Tyler v. Hennepin County, , was a United States Supreme Court case about government seizure of property for unpaid taxes, when the value of the property seized is greater than the tax debt. A unanimous court held that the surplus value is protected by the Fifth Amendment's Takings Clause.

Geraldine Tyler owed $15,000 in property taxes and other associated costs. Hennepin County, Minnesota foreclosed on her condominium, sold it for $40,000, and kept all of the money.

Tyler sued the county, arguing that the $25,000 surplus home equity value was property that the county took away from her in violation of the Fifth Amendment and Eighth Amendment. The district court dismissed the case, ruling in favor of the county on all of Tyler's claims, and the United States Court of Appeals for the Eighth Circuit affirmed. Tyler petitioned to the Supreme Court, which agreed to review the case.

The case was filed in 2019 as a class action by attorneys Charles Watkins, Garrett Blanchfield, Vildan Teske, and Roberta Yard.

On appeal, Christina Martin, an attorney with the Pacific Legal Foundation, joined Tyler's attorneys and represented Tyler as well as Kevin Fair, who had a similar case before the Supreme Court.

== Background ==
In 1999, Geraldine Tyler purchased a condominium in North Minneapolis. For a decade, she lived in the condo and paid taxes on the property. In 2010, after a frightening altercation with a neighbor, Tyler sought to move into a safer community. Subsequently, she neglected to pay property taxes on her North Minneapolis condo.

In 2015, after years of property tax delinquency, Hennepin County seized Tyler's condo, foreclosed on it, and sold it for $40,000. Tyler had accrued a tax bill of $2,300 on the property, in addition to $13,200 of associated interest, fines, and penalties. Hennepin County retained all of the profits of the sale (about $25,000) and returned none of it to Tyler, pursuant to Minnesota law.

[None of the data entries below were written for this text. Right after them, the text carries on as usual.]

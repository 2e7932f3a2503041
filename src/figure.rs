//! The editable polygon model.
//!
//! A [`Figure`] keeps two views of the same closed polygon: the vertex ring,
//! whose order is the winding order, and the shape sequence, which interleaves
//! vertex and edge entries (`V0, E(0,1), V1, ..., Vn-1, E(n-1,0)`) and drives
//! both rendering order and edge picking.

use euclid::default::Box2D;
use log::{debug, trace};
use macroquad::color::Color;

use crate::{
    common_traits::*,
    geom::{Edge, EdgeRef, ShapeEntry, Vertex},
    point::{Point, HIT_RADIUS},
    raster::{self, PixelSurface},
};

/// Padding around the first vertex's bounding box.
const INITIAL_MARGIN: i32 = 5;
/// Extra slack given to the bounding box when testing containment.
const CONTAINS_MARGIN: i32 = 5;
const VERTEX_SIZE_PADDING: u32 = 6;

#[derive(Clone, Debug)]
pub struct Figure {
    vertices: Vec<Vertex>,
    shapes: Vec<ShapeEntry>,
    bounds: Box2D<i32>,
    color: Color,
    stroke_thickness: u32,
    vertex_size: u32,
}

impl Figure {
    /// Starts a figure with a single vertex at `point`.
    pub fn new(point: Point, color: Color, stroke_thickness: u32) -> Self {
        Self {
            vertices: vec![Vertex::new(point)],
            shapes: vec![ShapeEntry::Vertex(0)],
            bounds: Box2D::new(
                Point::new(point.x.saturating_sub(INITIAL_MARGIN), point.y.saturating_sub(INITIAL_MARGIN)),
                Point::new(point.x.saturating_add(INITIAL_MARGIN), point.y.saturating_add(INITIAL_MARGIN)),
            ),
            color,
            stroke_thickness,
            vertex_size: stroke_thickness.saturating_add(VERTEX_SIZE_PADDING),
        }
    }

    pub fn vertex_count(&self) -> usize {
        self.vertices.len()
    }

    pub fn vertices(&self) -> &[Vertex] {
        &self.vertices
    }

    pub fn shapes(&self) -> &[ShapeEntry] {
        &self.shapes
    }

    pub fn first_vertex(&self) -> &Vertex {
        &self.vertices[0]
    }

    pub fn last_vertex(&self) -> &Vertex {
        &self.vertices[self.vertices.len() - 1]
    }

    /// The expand-only bounding box. It never shrinks, even if the vertex that
    /// widened it later moves into a different place in the ring.
    pub fn bounding_box(&self) -> Box2D<i32> {
        self.bounds
    }

    pub fn color(&self) -> Color {
        self.color
    }

    pub fn set_color(&mut self, color: Color) {
        self.color = color;
    }

    pub fn stroke_thickness(&self) -> u32 {
        self.stroke_thickness
    }

    /// Changes the stroke width. Vertex markers keep the size they were given
    /// at construction.
    pub fn set_stroke_thickness(&mut self, thickness: u32) {
        self.stroke_thickness = thickness;
    }

    pub fn vertex_size(&self) -> u32 {
        self.vertex_size
    }

    pub fn vertex_radius(&self) -> i32 {
        (self.vertex_size / 2) as i32
    }

    pub fn edge(&self, edge: EdgeRef) -> Option<Edge> {
        match self.shapes.get(edge.0) {
            Some(&ShapeEntry::Edge { from, to }) => Some(Edge::new(self.vertices[from], self.vertices[to])),
            _ => None,
        }
    }

    /// Every edge in shape-sequence order.
    pub fn edges(&self) -> impl Iterator<Item = (EdgeRef, Edge)> + '_ {
        self.shapes.iter().enumerate().filter_map(move |(i, entry)| match *entry {
            ShapeEntry::Edge { from, to } => Some((EdgeRef(i), Edge::new(self.vertices[from], self.vertices[to]))),
            ShapeEntry::Vertex(_) => None,
        })
    }

    fn expand_bounds(&mut self, p: Point, margin: i32) {
        let b = &mut self.bounds;
        b.min.x = b.min.x.min(p.x.saturating_sub(margin));
        b.min.y = b.min.y.min(p.y.saturating_sub(margin));
        b.max.x = b.max.x.max(p.x.saturating_add(margin));
        b.max.y = b.max.y.max(p.y.saturating_add(margin));
    }

    /// Whether `p` lies inside the bounding box grown by `margin`.
    fn within_bounds(&self, p: Point, margin: i32) -> bool {
        let b = self.bounds;
        p.x >= b.min.x.saturating_sub(margin) && p.x <= b.max.x.saturating_add(margin)
            && p.y >= b.min.y.saturating_sub(margin) && p.y <= b.max.y.saturating_add(margin)
    }

    /// Appends a vertex to the end of the ring.
    ///
    /// Does nothing when `point` falls inside the hit square of an existing
    /// vertex.
    pub fn add_vertex(&mut self, point: Point) {
        if let Some(v) = self.vertices.iter().find(|v| v.is_near(point)) {
            debug!("ignoring vertex {point:?}, too close to {:?}", v.pos);
            return;
        }

        let idx = self.vertices.len();
        self.vertices.push(Vertex::new(point));

        // the closing edge now leads to the new vertex instead of the first one
        match self.shapes.last_mut() {
            Some(ShapeEntry::Edge { to, .. }) => *to = idx,
            _ => self.shapes.push(ShapeEntry::Edge { from: idx - 1, to: idx }),
        }
        self.shapes.push(ShapeEntry::Vertex(idx));
        self.shapes.push(ShapeEntry::Edge { from: idx, to: 0 });

        self.expand_bounds(point, self.vertex_radius());
        trace!("added vertex {point:?}, {} in figure", self.vertices.len());
    }

    /// Splits `edge` in two at `point`.
    ///
    /// Does nothing when `edge` does not name an edge entry, or when `point`
    /// falls inside the hit square of either of the edge's endpoints.
    pub fn insert_vertex_on_edge(&mut self, point: Point, edge: EdgeRef) {
        let (from, to) = match self.shapes.get(edge.0) {
            Some(&ShapeEntry::Edge { from, to }) => (from, to),
            other => {
                debug!("no edge at shape position {} (found {other:?})", edge.0);
                return;
            }
        };

        let (start, end) = (self.vertices[from], self.vertices[to]);
        if start.is_near(point) || end.is_near(point) {
            debug!("ignoring vertex {point:?}, too close to edge end {:?} or {:?}", start.pos, end.pos);
            return;
        }

        let at = from + 1;
        self.vertices.insert(at, Vertex::new(point));
        for entry in self.shapes.iter_mut() {
            *entry = entry.shift_from(at);
        }
        let to = if to >= at { to + 1 } else { to };
        self.shapes.splice(edge.0..=edge.0, [
            ShapeEntry::Edge { from, to: at },
            ShapeEntry::Vertex(at),
            ShapeEntry::Edge { from: at, to },
        ]);

        self.expand_bounds(point, self.vertex_radius());
        trace!("inserted vertex {point:?} between {:?} and {:?}", start.pos, end.pos);
    }

    /// Even-odd containment test.
    ///
    /// Points lying exactly on an edge count as inside when the edge bounds
    /// the figure from the low-x or low-y side and as outside otherwise.
    pub fn contains_point(&self, p: Point) -> bool {
        if !self.within_bounds(p, CONTAINS_MARGIN) {
            return false;
        }

        let mut inside = false;
        let mut j = self.vertices.len() - 1;
        for i in 0..self.vertices.len() {
            let (vi, vj) = (self.vertices[i].pos, self.vertices[j].pos);
            if (vi.y > p.y) != (vj.y > p.y) && left_of_crossing(p, vi, vj) {
                inside = !inside;
            }
            j = i;
        }
        inside
    }

    /// The first vertex, in ring order, whose hit square contains `p`.
    pub fn find_vertex_near(&self, p: Point) -> Option<&Vertex> {
        if !self.within_bounds(p, HIT_RADIUS) {
            return None;
        }
        self.vertices.iter().find(|v| v.is_near(p))
    }

    /// The first edge, in shape-sequence order, within `tolerance` pixels of `p`.
    pub fn find_edge_near(&self, p: Point, tolerance: i32) -> Option<EdgeRef> {
        let limit = (tolerance as f64).powi(2);
        self.edges()
            .find(|(_, edge)| edge.distance_sq(p) <= limit)
            .map(|(edge_ref, _)| edge_ref)
    }

    /// Rasterizes the figure in shape-sequence order.
    pub fn render(&self, surface: &mut dyn PixelSurface, show_vertices: bool) {
        for entry in &self.shapes {
            match *entry {
                ShapeEntry::Edge { from, to } => raster::draw_line(
                    surface,
                    self.vertices[from].pos,
                    self.vertices[to].pos,
                    self.color,
                    self.stroke_thickness,
                ),
                ShapeEntry::Vertex(i) if show_vertices => {
                    raster::fill_circle(surface, self.vertices[i].pos, self.vertex_radius(), self.color)
                }
                ShapeEntry::Vertex(_) => {}
            }
        }
    }
}

/// Whether `p` lies strictly left of where the edge `a`-`b` crosses the
/// horizontal line through `p`. The edge must straddle that line.
fn left_of_crossing(p: Point, a: Point, b: Point) -> bool {
    // differences span 33 bits, their products need more than an i64
    let dy = b.y as i128 - a.y as i128;
    let lhs = (p.x as i128 - a.x as i128) * dy;
    let rhs = (b.x as i128 - a.x as i128) * (p.y as i128 - a.y as i128);
    if dy > 0 { lhs < rhs } else { lhs > rhs }
}

impl Draw for Figure {
    fn draw(&self, surface: &mut dyn PixelSurface) {
        self.render(surface, true);
    }

    fn vertices(&self) -> Vec<Vertex> {
        self.vertices.clone()
    }
}

impl Select for Figure {
    fn compute_aabb(&self) -> Box2D<i32> {
        self.bounds
    }

    fn contains_point(&self, p: Point) -> bool {
        Figure::contains_point(self, p)
    }
}
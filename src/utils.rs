use macroquad::color::Color;

/// A random, fully opaque colour for a new figure.
pub fn random_color() -> Color {
    use random_color::RandomColor;

    let [r, g, b, _] = RandomColor::new().to_f32_rgba_array();
    Color::new(r, g, b, 1.0)
}

/// Black or white, whichever reads better on top of `background`.
pub fn contrasting(background: Color) -> Color {
    let luma = 0.299 * background.r + 0.587 * background.g + 0.114 * background.b;
    if luma > 0.5 { Color::new(0.0, 0.0, 0.0, 1.0) } else { Color::new(1.0, 1.0, 1.0, 1.0) }
}
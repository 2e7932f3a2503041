//! Integer-only rasterization onto a pixel surface.
//!
//! Lines are drawn with a symmetric Bresenham walk: one cursor leaves the
//! start point, a second leaves the end point, and both advance toward the
//! middle while sharing a single decision variable. The walk mirrors itself,
//! so drawing `a -> b` and `b -> a` sets exactly the same pixels.

use macroquad::color::Color;
use macroquad::texture::Image;

use crate::point::Point;

/// Anything a figure can be rasterized onto.
///
/// Writes outside the surface must be ignored: thick lines and vertex markers
/// routinely spill past the border.
pub trait PixelSurface {
    fn set_pixel(&mut self, x: i32, y: i32, color: Color);
}

impl PixelSurface for Image {
    fn set_pixel(&mut self, x: i32, y: i32, color: Color) {
        if x < 0 || y < 0 || x >= self.width as i32 || y >= self.height as i32 {
            return;
        }
        Image::set_pixel(self, x as u32, y as u32, color);
    }
}

/// An owned, row-major buffer of colours.
#[derive(Clone, Debug)]
pub struct PixelBuffer {
    width: u32,
    height: u32,
    background: Color,
    pixels: Vec<Color>,
}

impl PixelBuffer {
    pub fn new(width: u32, height: u32, background: Color) -> Self {
        Self {
            width,
            height,
            background,
            pixels: vec![background; width as usize * height as usize],
        }
    }

    fn index(&self, x: i32, y: i32) -> Option<usize> {
        if x < 0 || y < 0 || x as u32 >= self.width || y as u32 >= self.height {
            None
        } else {
            Some(y as usize * self.width as usize + x as usize)
        }
    }

    pub fn get_pixel(&self, x: i32, y: i32) -> Option<Color> {
        self.index(x, y).map(|i| self.pixels[i])
    }

    pub fn clear(&mut self) {
        self.pixels.fill(self.background);
    }

    /// Coordinates of every pixel that differs from the background.
    pub fn painted(&self) -> impl Iterator<Item = Point> + '_ {
        let width = self.width as usize;
        self.pixels
            .iter()
            .enumerate()
            .filter(move |(_, c)| **c != self.background)
            .map(move |(i, _)| Point::new((i % width) as i32, (i / width) as i32))
    }
}

impl PixelSurface for PixelBuffer {
    fn set_pixel(&mut self, x: i32, y: i32, color: Color) {
        if let Some(i) = self.index(x, y) {
            self.pixels[i] = color;
        }
    }
}

/// The axis both cursors advance along every step.
#[derive(Clone, Copy, Debug, PartialEq, Eq)]
enum Axis {
    X,
    Y,
}

impl Axis {
    /// (principal, secondary) coordinates of `p`.
    fn split(self, p: Point) -> (i32, i32) {
        match self {
            Axis::X => (p.x, p.y),
            Axis::Y => (p.y, p.x),
        }
    }

    fn join(self, principal: i32, secondary: i32) -> (i32, i32) {
        match self {
            Axis::X => (principal, secondary),
            Axis::Y => (secondary, principal),
        }
    }
}

/// Cross-section of a thick line: the centre pixel plus `up` pixels on the
/// positive side and `down` on the negative side of the secondary axis.
#[derive(Clone, Copy, Debug)]
struct Pen {
    up: i32,
    down: i32,
}

impl Pen {
    fn new(thickness: u32) -> Self {
        let thickness = thickness.clamp(1, i32::MAX as u32) as i32;
        let up = (thickness - 1) / 2;
        Self { up, down: thickness - 1 - up }
    }

    fn stamp(&self, surface: &mut dyn PixelSurface, axis: Axis, principal: i32, secondary: i32, color: Color) {
        for offset in -self.down..=self.up {
            // pixels past the edge of the grid can't be on any surface
            if let Ok(secondary) = i32::try_from(secondary as i64 + offset as i64) {
                let (x, y) = axis.join(principal, secondary);
                surface.set_pixel(x, y, color);
            }
        }
    }
}

/// Unit direction from `from` toward `to`, and the distance between them.
fn step(from: i32, to: i32) -> (i32, i64) {
    if from < to {
        (1, to as i64 - from as i64)
    } else {
        (-1, from as i64 - to as i64)
    }
}

/// Draws a `thickness`-pixel wide line from `start` to `end`.
///
/// Both endpoints are always plotted as single pixels, so even a zero-length
/// line leaves a mark.
pub fn draw_line(surface: &mut dyn PixelSurface, start: Point, end: Point, color: Color, thickness: u32) {
    surface.set_pixel(start.x, start.y, color);
    surface.set_pixel(end.x, end.y, color);

    let dx = (end.x as i64 - start.x as i64).abs();
    let dy = (end.y as i64 - start.y as i64).abs();
    let axis = if dx > dy { Axis::X } else { Axis::Y };

    symmetric_walk(surface, axis, start, end, color, Pen::new(thickness));
}

fn symmetric_walk(surface: &mut dyn PixelSurface, axis: Axis, start: Point, end: Point, color: Color, pen: Pen) {
    let (mut fwd, mut fwd_minor) = axis.split(start);
    let (mut back, mut back_minor) = axis.split(end);

    let (incr, major) = step(fwd, back);
    let (incr_minor, minor) = step(fwd_minor, back_minor);

    let incr_e = 2 * minor;
    let incr_ne = 2 * (minor - major);
    let mut d = 2 * minor - major;

    // stop once the cursors meet or sit next to each other
    while (fwd as i64 - back as i64).abs() > 1 {
        fwd += incr;
        back -= incr;

        if d < 0 {
            d += incr_e;
        } else {
            d += incr_ne;
            fwd_minor += incr_minor;
            back_minor -= incr_minor;
        }

        pen.stamp(surface, axis, fwd, fwd_minor, color);
        pen.stamp(surface, axis, back, back_minor, color);
    }
}

/// Fills the disc of `radius` pixels around `center`.
pub fn fill_circle(surface: &mut dyn PixelSurface, center: Point, radius: i32, color: Color) {
    let r = radius.max(0) as i64;
    for dy in -r..=r {
        for dx in -r..=r {
            if dx * dx + dy * dy > r * r {
                continue;
            }
            let x = i32::try_from(center.x as i64 + dx);
            let y = i32::try_from(center.y as i64 + dy);
            if let (Ok(x), Ok(y)) = (x, y) {
                surface.set_pixel(x, y, color);
            }
        }
    }
}

#[cfg(test)]
mod tests {
    use super::*;
    use crate::point::pt;
    use macroquad::color::colors::{BLACK, RED, WHITE};
    use std::collections::HashSet;

    /// Keeps every write, including the ones a buffer would clip.
    #[derive(Default)]
    struct Recorder(Vec<Point>);

    impl PixelSurface for Recorder {
        fn set_pixel(&mut self, x: i32, y: i32, _color: Color) {
            self.0.push(pt(x, y));
        }
    }

    fn buffer() -> PixelBuffer {
        PixelBuffer::new(64, 64, BLACK)
    }

    fn painted(buf: &PixelBuffer) -> HashSet<Point> {
        buf.painted().collect()
    }

    fn line(a: Point, b: Point, thickness: u32) -> HashSet<Point> {
        let mut buf = buffer();
        draw_line(&mut buf, a, b, RED, thickness);
        painted(&buf)
    }

    #[test]
    fn zero_length_line_plots_its_endpoint() {
        let mut buf = buffer();
        draw_line(&mut buf, pt(0, 0), pt(0, 0), WHITE, 1);
        assert_eq!(buf.get_pixel(0, 0), Some(WHITE));
        assert_eq!(painted(&buf).len(), 1);
    }

    #[test]
    fn shallow_line_pixels() {
        let expected: HashSet<Point> = [
            (0, 0), (1, 0), (2, 1), (3, 1), (4, 2), (5, 2),
            (6, 2), (7, 3), (8, 3), (9, 4), (10, 4),
        ]
        .into_iter()
        .map(|(x, y)| pt(x, y))
        .collect();
        assert_eq!(line(pt(0, 0), pt(10, 4), 1), expected);
    }

    #[test]
    fn drawing_direction_does_not_matter() {
        let cases = [
            (pt(0, 0), pt(10, 4)),
            (pt(3, 2), pt(40, 51)),
            (pt(60, 5), pt(1, 33)),
            (pt(7, 7), pt(30, 7)),
            (pt(12, 50), pt(12, 3)),
            (pt(5, 5), pt(25, 25)),
            (pt(20, 20), pt(21, 40)),
        ];
        for (a, b) in cases {
            for thickness in [1, 2, 3, 6] {
                assert_eq!(line(a, b, thickness), line(b, a, thickness),
                           "{a:?} <-> {b:?} at thickness {thickness}");
            }
        }
    }

    #[test]
    fn axis_aligned_lines_are_straight() {
        let horizontal = line(pt(2, 9), pt(30, 9), 1);
        assert_eq!(horizontal.len(), 29);
        assert!(horizontal.iter().all(|p| p.y == 9));

        let vertical = line(pt(4, 40), pt(4, 1), 1);
        assert_eq!(vertical.len(), 40);
        assert!(vertical.iter().all(|p| p.x == 4));
    }

    #[test]
    fn diagonal_steps_both_axes() {
        let diagonal = line(pt(0, 0), pt(8, 8), 1);
        let expected: HashSet<Point> = (0..=8).map(|i| pt(i, i)).collect();
        assert_eq!(diagonal, expected);
    }

    #[test]
    fn thickness_fans_out_across_the_principal_axis() {
        for thickness in 1..=6u32 {
            let pixels = line(pt(5, 30), pt(40, 30), thickness);
            // the endpoints stay single pixels, every stepped column is full
            for x in 6..40 {
                let column = pixels.iter().filter(|p| p.x == x).count();
                assert_eq!(column, thickness as usize, "column {x} at thickness {thickness}");
            }
            let up = (thickness as i32 - 1) / 2;
            let down = thickness as i32 - 1 - up;
            assert!(pixels.contains(&pt(20, 30 + up)));
            assert!(pixels.contains(&pt(20, 30 - down)));
        }
    }

    #[test]
    fn steep_lines_fan_out_horizontally() {
        let pixels = line(pt(30, 2), pt(34, 50), 3);
        for y in 3..50 {
            let row = pixels.iter().filter(|p| p.y == y).count();
            assert_eq!(row, 3, "row {y}");
        }
    }

    #[test]
    fn zero_thickness_draws_like_one() {
        assert_eq!(line(pt(1, 1), pt(20, 9), 0), line(pt(1, 1), pt(20, 9), 1));
    }

    #[test]
    fn lines_clip_at_the_border() {
        let mut buf = PixelBuffer::new(8, 8, BLACK);
        draw_line(&mut buf, pt(-20, 3), pt(30, 3), RED, 5);
        assert_eq!(painted(&buf).len(), 8 * 5);
    }

    #[test]
    fn thick_lines_stop_at_the_edge_of_the_grid() {
        let mut rec = Recorder::default();
        draw_line(&mut rec, pt(0, i32::MAX), pt(10, i32::MAX), RED, 3);
        assert!(rec.0.iter().all(|p| p.y == i32::MAX || p.y == i32::MAX - 1));
        assert_eq!(rec.0.iter().filter(|p| p.x == 3).count(), 2);

        let mut rec = Recorder::default();
        draw_line(&mut rec, pt(0, i32::MIN), pt(10, i32::MIN), RED, 4);
        assert!(rec.0.iter().all(|p| p.y == i32::MIN || p.y == i32::MIN + 1));
        assert_eq!(rec.0.iter().filter(|p| p.x == 3).count(), 2);

        let mut rec = Recorder::default();
        draw_line(&mut rec, pt(i32::MAX, 7), pt(i32::MAX - 3, 40), RED, 5);
        assert!(rec.0.iter().all(|p| p.x >= i32::MAX - 5));
        assert_eq!(rec.0.iter().filter(|p| p.y == 20).count(), 4);
    }

    #[test]
    fn huge_thickness_keeps_its_sign() {
        let pen = Pen::new(u32::MAX);
        assert!(pen.up >= 0 && pen.down >= 0);
        assert_eq!(pen.up + pen.down, i32::MAX - 1);
    }

    #[test]
    fn circle_at_the_corner_of_the_grid() {
        let mut rec = Recorder::default();
        fill_circle(&mut rec, pt(i32::MAX, i32::MAX), 2, RED);
        assert_eq!(rec.0.len(), 6);
        assert!(rec.0.iter().all(|p| p.x >= i32::MAX - 2 && p.y >= i32::MAX - 2));
    }

    #[test]
    fn filled_circle() {
        let mut buf = buffer();
        fill_circle(&mut buf, pt(10, 10), 2, WHITE);
        let pixels = painted(&buf);
        assert_eq!(pixels.len(), 13);
        assert!(pixels.contains(&pt(12, 10)));
        assert!(!pixels.contains(&pt(12, 12)));

        buf.clear();
        fill_circle(&mut buf, pt(0, 0), 0, WHITE);
        assert_eq!(painted(&buf).len(), 1);
    }

    #[test]
    fn image_surface_clips() {
        let mut image = Image::gen_image_color(4, 4, BLACK);
        draw_line(&mut image, pt(-3, 1), pt(10, 1), WHITE, 1);
        assert_eq!(image.get_pixel(0, 1), WHITE);
        assert_eq!(image.get_pixel(3, 1), WHITE);
        assert_eq!(image.get_pixel(3, 2), BLACK);
    }
}
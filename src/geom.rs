use crate::point::{self, Point, HIT_RADIUS};

#[derive(Clone, Copy, Debug, PartialEq, Eq)]
pub struct Vertex {
    pub pos: Point,
}

impl Vertex {
    pub fn new(pos: Point) -> Self {
        Self { pos }
    }

    /// Whether `p` falls inside this vertex's hit square.
    pub fn is_near(&self, p: Point) -> bool {
        point::is_near(self.pos, p, HIT_RADIUS)
    }
}

/// A resolved edge of a figure: the positions of two adjacent ring vertices.
#[derive(Clone, Copy, Debug, PartialEq, Eq)]
pub struct Edge {
    pub start: Vertex,
    pub end: Vertex,
}

impl Edge {
    pub fn new(start: Vertex, end: Vertex) -> Self {
        Self { start, end }
    }

    pub fn distance_sq(&self, p: Point) -> f64 {
        point::distance_sq_to_segment(p, self.start.pos, self.end.pos)
    }
}

/// One element of a figure's shape sequence. Indices point into the figure's
/// vertex ring.
#[derive(Clone, Copy, Debug, PartialEq, Eq)]
pub enum ShapeEntry {
    Vertex(usize),
    Edge { from: usize, to: usize },
}

impl ShapeEntry {
    /// Shifts every ring index at or past `at` by one, making room for a
    /// vertex inserted at ring position `at`.
    pub(crate) fn shift_from(self, at: usize) -> Self {
        let bump = |i: usize| if i >= at { i + 1 } else { i };
        match self {
            ShapeEntry::Vertex(i) => ShapeEntry::Vertex(bump(i)),
            ShapeEntry::Edge { from, to } => ShapeEntry::Edge { from: bump(from), to: bump(to) },
        }
    }
}

/// Names an edge by its position in a figure's shape sequence.
#[derive(Clone, Copy, Debug, PartialEq, Eq, Hash)]
pub struct EdgeRef(pub usize);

In 2019, Tyler filed a class action alleging that the taking of property worth far more than was needed to relieve a tax debt and retaining the profits violated the Takings Clause of the Fifth Amendment, the Excessive Fines Clause of the Eighth Amendment, and substantive due process. Tyler's case was dismissed by the district court in December 2020. On appeal, the United States Court of Appeals for the Eighth Circuit affirmed the judgment of the lower court.

On August 19, 2022, Tyler petitioned the Supreme Court to hear her case. The court granted certiorari on January 13, 2023. It handed down the decision on May 25, 2023.

== Supreme Court opinions ==
Chief Justice Roberts delivered a unanimous opinion for the court in which he addresses the first question on which the justices granted review (relating to the Takings Clause). At oral arguments, Tyler argued that if the court ruled in her favor on her the first question, then they need not decide the second question, on whether she has also alleged an excessive fine under the Eighth Amendment. Justice Gorsuch authored an opinion concurring in the court's judgment, but going further as to criticize the Eighth Circuit's reasoning in dismissing Tyler's Eighth Amendment claim.

=== Roberts's majority opinion ===
Roberts's opinion consists of three parts. First, he argues that Tyler suffered a financial harm following the county's refusal to return to her the surplus equity of her home. Next, he argues that Tyler has sufficiently alleged a violation of the Takings Clause. Lastly, he rejects the county's argument that Tyler had relinquished any interest in the surplus equity in her home due to her failure to pay property taxes.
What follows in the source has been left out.